## [Supplied material]
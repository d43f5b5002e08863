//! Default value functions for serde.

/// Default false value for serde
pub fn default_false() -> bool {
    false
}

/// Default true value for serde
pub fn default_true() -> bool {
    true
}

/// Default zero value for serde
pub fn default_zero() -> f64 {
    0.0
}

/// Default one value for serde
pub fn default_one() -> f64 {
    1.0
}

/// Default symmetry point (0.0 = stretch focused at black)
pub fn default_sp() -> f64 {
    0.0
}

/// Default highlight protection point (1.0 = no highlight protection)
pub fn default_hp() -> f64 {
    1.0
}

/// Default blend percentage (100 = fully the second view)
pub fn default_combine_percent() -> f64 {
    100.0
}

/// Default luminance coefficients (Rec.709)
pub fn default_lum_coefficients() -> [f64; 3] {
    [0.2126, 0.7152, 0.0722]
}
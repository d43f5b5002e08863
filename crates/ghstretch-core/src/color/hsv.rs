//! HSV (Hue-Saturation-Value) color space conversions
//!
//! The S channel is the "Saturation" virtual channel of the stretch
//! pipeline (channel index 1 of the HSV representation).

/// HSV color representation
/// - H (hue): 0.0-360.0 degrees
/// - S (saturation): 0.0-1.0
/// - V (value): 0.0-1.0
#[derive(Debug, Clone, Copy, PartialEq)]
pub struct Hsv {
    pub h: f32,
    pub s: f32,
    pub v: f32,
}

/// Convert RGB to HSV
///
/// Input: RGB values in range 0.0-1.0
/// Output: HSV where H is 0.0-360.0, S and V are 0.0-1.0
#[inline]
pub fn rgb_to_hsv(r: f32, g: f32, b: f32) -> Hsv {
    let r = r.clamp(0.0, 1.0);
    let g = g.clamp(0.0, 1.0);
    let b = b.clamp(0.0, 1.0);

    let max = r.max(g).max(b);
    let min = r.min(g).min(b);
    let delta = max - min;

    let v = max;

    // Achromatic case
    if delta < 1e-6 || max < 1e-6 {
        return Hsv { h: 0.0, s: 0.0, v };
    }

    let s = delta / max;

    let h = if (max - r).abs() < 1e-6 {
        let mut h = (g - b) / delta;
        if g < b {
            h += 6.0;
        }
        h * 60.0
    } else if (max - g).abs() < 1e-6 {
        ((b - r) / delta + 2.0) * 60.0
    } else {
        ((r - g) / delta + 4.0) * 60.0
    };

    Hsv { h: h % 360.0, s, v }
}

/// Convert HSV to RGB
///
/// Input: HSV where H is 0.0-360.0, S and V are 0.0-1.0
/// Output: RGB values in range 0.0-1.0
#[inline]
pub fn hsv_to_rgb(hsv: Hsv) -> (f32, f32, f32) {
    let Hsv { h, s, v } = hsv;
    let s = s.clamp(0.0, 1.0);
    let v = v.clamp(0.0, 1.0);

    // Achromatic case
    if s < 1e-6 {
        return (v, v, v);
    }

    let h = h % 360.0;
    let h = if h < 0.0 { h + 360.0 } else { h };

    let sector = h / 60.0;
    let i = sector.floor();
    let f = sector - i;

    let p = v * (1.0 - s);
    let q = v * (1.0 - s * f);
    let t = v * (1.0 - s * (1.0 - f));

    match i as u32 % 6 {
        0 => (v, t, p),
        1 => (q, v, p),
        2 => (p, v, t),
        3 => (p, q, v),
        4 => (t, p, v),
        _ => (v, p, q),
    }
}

## [What the task asks]
Filter the records for lines holding the string "delta". Copy each one.

## [Solution below]
    let delta = max - min;
    if delta < 1e-6 || max < 1e-6 {
    let s = delta / max;
        let mut h = (g - b) / delta;
        ((b - r) / delta + 2.0) * 60.0
        ((r - g) / delta + 4.0) * 60.0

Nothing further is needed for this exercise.